WORK REQUIRED >> Everything from the line holding "if let Err(e)" through the last line below must be repeated exactly, and nothing else.

GIVEN DATA >>
++++++++

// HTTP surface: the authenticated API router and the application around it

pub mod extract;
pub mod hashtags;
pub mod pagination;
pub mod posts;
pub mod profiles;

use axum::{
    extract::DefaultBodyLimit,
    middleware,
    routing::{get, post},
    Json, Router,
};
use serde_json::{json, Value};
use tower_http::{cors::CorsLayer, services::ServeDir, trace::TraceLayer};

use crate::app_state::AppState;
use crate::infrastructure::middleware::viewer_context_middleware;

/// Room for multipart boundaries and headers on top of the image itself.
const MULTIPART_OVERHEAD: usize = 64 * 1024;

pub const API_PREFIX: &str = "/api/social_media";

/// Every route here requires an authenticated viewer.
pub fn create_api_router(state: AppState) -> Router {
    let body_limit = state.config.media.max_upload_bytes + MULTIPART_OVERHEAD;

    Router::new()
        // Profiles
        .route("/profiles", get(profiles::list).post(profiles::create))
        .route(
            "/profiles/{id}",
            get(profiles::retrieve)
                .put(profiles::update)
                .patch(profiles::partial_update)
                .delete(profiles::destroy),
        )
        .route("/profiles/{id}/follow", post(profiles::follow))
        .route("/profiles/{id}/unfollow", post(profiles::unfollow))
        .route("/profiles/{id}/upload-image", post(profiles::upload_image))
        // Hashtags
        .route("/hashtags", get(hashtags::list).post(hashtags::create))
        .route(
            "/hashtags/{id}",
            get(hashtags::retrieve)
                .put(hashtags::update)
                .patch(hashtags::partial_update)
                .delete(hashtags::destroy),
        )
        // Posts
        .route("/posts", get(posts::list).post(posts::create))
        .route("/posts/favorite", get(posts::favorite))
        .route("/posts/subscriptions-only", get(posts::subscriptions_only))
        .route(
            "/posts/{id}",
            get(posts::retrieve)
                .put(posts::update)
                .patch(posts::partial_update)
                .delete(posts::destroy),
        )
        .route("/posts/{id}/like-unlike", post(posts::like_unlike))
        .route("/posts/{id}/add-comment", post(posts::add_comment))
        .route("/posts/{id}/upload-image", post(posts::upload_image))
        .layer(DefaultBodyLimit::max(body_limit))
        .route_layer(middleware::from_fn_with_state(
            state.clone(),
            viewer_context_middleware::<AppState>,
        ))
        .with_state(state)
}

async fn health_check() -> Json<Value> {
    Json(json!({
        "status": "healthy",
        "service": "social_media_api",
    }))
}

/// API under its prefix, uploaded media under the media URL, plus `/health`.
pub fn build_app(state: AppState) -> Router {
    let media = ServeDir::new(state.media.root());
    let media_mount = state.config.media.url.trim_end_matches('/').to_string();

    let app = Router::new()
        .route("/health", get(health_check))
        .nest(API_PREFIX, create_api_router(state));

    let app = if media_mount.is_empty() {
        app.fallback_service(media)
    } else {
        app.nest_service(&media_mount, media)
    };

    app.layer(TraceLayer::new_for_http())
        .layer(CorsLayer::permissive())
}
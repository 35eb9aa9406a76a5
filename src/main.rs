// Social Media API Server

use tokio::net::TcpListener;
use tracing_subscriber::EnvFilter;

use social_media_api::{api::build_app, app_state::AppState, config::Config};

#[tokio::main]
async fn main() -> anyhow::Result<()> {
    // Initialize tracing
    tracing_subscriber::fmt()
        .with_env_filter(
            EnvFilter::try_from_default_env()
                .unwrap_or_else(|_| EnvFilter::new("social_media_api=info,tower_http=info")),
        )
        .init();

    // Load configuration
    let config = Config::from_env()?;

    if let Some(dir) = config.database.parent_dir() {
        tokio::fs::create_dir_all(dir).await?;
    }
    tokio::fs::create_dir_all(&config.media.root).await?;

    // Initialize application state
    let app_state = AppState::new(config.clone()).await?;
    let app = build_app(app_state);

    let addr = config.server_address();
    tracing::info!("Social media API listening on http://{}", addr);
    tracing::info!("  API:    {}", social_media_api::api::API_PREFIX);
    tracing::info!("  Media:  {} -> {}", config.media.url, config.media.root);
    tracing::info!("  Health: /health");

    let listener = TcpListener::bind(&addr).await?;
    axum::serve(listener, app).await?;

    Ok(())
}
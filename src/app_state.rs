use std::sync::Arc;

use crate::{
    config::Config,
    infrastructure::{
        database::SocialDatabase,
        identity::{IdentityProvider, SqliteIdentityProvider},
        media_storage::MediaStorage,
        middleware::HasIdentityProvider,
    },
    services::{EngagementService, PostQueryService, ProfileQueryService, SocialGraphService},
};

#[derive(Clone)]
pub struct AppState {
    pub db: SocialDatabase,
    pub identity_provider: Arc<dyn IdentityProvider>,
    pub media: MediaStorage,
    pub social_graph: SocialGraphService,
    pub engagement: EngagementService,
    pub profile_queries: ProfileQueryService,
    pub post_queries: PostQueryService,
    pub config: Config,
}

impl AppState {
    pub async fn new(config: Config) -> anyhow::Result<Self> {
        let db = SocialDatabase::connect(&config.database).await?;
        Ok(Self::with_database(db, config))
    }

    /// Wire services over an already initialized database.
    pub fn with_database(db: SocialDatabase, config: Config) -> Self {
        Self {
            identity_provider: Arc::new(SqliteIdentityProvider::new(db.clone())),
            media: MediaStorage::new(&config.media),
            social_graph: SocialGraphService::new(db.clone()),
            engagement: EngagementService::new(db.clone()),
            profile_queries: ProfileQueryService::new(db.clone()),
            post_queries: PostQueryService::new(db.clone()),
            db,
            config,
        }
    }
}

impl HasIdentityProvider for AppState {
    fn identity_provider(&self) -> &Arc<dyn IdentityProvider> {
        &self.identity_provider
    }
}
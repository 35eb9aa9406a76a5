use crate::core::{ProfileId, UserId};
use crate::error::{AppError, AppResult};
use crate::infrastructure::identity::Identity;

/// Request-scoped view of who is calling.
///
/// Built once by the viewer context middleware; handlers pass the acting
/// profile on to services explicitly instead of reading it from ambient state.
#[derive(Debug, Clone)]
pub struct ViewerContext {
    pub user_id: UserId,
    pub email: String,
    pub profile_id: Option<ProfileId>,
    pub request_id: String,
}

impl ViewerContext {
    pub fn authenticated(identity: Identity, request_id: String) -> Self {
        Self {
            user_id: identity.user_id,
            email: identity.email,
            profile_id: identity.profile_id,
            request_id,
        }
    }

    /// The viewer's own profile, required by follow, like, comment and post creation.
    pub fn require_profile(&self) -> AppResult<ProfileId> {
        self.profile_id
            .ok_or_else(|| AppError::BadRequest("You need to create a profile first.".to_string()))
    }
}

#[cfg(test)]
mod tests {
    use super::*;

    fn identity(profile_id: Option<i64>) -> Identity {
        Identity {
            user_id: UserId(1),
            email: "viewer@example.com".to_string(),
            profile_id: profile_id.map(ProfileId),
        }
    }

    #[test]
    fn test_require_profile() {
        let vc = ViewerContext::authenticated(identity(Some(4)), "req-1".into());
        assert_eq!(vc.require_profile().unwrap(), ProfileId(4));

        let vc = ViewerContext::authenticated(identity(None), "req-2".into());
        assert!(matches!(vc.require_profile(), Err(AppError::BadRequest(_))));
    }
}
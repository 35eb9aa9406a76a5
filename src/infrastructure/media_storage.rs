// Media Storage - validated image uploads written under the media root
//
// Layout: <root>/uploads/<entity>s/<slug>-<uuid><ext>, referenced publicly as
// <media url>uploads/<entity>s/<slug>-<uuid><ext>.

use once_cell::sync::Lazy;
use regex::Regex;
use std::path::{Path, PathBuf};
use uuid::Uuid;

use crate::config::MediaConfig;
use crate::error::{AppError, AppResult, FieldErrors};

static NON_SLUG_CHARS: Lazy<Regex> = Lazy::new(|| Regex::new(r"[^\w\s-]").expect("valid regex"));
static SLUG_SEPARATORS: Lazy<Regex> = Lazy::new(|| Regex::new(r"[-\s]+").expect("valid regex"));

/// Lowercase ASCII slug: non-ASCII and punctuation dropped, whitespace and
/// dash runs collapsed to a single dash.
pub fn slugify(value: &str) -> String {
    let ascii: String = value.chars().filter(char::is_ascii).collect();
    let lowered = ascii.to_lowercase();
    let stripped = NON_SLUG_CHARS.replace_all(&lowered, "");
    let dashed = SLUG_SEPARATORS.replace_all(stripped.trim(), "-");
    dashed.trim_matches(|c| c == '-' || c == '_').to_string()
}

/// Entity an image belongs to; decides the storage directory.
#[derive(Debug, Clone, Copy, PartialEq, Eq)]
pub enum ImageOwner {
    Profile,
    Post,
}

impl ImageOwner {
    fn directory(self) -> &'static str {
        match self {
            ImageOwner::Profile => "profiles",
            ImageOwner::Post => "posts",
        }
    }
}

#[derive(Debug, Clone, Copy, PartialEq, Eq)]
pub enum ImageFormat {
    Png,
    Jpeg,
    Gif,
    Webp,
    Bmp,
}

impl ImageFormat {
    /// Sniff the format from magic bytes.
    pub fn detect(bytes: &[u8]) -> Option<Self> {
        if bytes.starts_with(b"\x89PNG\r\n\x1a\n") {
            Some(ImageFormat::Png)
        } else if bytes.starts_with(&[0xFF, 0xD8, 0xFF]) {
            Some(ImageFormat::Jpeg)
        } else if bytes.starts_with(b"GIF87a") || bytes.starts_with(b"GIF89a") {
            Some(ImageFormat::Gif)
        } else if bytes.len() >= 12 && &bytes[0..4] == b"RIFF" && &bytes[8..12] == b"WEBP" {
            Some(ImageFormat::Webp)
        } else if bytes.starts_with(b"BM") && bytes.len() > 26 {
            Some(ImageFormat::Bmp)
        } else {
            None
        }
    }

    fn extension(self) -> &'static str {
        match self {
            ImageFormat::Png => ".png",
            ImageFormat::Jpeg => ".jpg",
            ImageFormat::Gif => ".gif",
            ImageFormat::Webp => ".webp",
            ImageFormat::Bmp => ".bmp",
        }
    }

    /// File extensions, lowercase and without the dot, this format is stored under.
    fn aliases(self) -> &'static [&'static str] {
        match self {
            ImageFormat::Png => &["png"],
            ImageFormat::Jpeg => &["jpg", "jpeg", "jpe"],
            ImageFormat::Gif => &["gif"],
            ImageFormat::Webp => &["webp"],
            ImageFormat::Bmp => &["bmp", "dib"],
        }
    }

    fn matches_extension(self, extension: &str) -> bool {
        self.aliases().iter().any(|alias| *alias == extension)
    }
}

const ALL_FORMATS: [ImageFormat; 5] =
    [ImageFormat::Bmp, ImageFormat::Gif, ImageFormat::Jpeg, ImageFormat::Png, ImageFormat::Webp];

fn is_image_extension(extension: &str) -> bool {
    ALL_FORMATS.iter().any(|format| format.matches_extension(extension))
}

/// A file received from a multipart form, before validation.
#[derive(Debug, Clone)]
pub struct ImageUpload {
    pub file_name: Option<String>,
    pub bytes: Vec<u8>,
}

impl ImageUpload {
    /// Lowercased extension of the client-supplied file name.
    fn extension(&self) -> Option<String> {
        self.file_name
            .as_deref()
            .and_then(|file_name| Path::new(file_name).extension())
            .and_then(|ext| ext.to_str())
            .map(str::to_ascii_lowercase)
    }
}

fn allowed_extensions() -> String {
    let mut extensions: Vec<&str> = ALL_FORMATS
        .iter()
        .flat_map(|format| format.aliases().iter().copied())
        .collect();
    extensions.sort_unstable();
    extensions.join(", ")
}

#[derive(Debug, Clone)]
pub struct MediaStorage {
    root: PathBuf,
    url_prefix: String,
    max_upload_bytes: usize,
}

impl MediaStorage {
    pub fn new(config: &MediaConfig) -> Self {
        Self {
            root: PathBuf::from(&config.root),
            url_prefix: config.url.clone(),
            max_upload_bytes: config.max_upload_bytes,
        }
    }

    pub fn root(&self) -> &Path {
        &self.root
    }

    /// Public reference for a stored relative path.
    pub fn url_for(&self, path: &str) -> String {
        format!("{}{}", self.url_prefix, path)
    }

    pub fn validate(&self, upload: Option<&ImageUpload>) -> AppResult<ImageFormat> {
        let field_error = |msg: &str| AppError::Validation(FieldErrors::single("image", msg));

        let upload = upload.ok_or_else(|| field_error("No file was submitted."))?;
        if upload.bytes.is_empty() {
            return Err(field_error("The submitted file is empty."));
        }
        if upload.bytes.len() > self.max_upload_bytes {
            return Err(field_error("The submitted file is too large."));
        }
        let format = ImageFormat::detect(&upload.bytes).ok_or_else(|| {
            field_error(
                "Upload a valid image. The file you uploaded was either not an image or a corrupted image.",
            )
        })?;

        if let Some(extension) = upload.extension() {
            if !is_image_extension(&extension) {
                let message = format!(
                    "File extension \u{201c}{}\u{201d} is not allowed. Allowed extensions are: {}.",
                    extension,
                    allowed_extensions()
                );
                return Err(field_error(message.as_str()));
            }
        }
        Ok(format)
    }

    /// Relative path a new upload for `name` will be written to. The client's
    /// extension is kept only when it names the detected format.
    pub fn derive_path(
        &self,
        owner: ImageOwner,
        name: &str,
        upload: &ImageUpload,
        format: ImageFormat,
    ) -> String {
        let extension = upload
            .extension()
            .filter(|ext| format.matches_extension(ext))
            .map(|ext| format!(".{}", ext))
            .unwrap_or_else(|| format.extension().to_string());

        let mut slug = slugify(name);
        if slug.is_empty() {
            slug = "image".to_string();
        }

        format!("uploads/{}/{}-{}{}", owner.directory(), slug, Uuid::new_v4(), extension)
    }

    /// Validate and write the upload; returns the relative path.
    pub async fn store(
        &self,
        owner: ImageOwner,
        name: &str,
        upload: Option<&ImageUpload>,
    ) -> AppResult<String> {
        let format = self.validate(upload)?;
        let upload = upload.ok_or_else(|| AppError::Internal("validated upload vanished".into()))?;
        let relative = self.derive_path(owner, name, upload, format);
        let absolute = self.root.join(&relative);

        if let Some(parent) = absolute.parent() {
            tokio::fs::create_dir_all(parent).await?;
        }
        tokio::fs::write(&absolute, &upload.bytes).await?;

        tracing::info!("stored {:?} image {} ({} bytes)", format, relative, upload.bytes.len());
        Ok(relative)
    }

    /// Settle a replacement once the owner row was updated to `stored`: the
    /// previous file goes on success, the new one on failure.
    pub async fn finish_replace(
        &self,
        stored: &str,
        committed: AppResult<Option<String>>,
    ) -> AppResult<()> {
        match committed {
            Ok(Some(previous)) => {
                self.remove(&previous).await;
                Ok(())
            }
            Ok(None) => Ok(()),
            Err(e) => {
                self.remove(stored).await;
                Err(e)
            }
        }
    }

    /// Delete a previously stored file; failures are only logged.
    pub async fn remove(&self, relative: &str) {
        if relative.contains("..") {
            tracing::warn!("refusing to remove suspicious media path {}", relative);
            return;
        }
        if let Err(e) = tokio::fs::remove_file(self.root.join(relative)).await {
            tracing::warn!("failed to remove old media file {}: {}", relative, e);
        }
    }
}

++++++++

PROBLEM SOLUTION >>
        if let Err(e) = tokio::fs::remove_file(self.root.join(relative)).await {
            tracing::warn!("failed to remove old media file {}: {}", relative, e);
        }
    }
}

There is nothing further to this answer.